• **SOURCE RECORDS**
>>>
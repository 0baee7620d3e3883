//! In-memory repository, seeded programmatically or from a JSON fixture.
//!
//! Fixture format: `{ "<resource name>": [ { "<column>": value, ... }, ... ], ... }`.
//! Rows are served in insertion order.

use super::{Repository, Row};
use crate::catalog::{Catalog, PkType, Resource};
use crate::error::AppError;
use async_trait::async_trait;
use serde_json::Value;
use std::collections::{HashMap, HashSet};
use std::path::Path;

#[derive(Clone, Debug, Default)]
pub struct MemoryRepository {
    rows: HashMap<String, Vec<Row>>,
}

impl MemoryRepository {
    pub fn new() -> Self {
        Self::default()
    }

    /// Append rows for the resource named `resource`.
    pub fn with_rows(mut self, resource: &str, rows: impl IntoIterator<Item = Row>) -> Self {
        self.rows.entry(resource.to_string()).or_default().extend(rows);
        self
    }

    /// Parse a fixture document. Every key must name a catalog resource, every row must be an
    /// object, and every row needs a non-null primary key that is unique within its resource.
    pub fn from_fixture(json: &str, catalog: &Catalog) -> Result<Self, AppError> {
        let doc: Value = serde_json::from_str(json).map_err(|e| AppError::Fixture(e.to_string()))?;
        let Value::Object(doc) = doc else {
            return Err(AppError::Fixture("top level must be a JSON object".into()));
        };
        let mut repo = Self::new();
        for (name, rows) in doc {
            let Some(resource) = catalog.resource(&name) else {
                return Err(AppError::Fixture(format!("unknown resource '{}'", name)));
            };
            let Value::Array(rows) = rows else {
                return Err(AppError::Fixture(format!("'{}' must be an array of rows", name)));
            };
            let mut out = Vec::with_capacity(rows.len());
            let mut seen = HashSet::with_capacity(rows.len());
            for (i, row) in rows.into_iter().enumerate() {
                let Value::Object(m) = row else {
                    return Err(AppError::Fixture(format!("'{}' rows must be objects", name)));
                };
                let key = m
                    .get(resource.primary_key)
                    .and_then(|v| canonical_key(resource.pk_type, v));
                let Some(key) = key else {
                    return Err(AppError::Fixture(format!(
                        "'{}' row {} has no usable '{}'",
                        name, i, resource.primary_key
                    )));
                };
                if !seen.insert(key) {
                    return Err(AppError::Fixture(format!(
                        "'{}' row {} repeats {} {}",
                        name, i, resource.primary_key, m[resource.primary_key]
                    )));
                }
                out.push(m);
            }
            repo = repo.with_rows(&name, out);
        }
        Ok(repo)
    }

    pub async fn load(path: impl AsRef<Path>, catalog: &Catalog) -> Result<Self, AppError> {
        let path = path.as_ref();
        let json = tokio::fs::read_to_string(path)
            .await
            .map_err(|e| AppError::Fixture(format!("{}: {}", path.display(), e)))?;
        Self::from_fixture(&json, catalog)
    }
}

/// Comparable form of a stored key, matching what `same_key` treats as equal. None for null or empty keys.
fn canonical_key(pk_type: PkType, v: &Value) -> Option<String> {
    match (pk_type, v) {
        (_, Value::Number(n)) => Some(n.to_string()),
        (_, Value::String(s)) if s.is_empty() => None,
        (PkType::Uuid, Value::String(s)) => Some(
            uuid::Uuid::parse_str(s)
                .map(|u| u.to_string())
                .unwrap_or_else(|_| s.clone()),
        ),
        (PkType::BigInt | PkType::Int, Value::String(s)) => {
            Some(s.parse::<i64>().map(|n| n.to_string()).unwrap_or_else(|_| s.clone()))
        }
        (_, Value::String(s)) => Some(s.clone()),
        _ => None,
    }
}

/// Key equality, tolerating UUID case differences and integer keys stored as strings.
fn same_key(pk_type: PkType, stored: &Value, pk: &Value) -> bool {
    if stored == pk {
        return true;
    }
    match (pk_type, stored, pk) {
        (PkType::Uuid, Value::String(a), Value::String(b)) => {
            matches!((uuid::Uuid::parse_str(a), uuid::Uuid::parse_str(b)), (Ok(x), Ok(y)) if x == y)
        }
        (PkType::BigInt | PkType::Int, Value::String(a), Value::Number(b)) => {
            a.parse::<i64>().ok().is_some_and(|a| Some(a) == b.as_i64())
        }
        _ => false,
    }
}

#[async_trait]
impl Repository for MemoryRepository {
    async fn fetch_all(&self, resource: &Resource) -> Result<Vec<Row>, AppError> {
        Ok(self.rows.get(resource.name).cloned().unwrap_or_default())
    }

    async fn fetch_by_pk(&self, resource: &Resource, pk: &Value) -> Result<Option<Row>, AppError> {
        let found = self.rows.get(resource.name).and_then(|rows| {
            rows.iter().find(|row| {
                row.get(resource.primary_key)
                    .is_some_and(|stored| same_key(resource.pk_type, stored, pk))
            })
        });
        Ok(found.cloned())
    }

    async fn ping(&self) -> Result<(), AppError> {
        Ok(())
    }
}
<<<
• **WORK ITEM**
Where a line of the records has the string "null", return that line.

• **EXPECTED OUTPUT**
    /// object, and every row needs a non-null primary key that is unique within its resource.
/// Comparable form of a stored key, matching what `same_key` treats as equal. None for null or empty keys.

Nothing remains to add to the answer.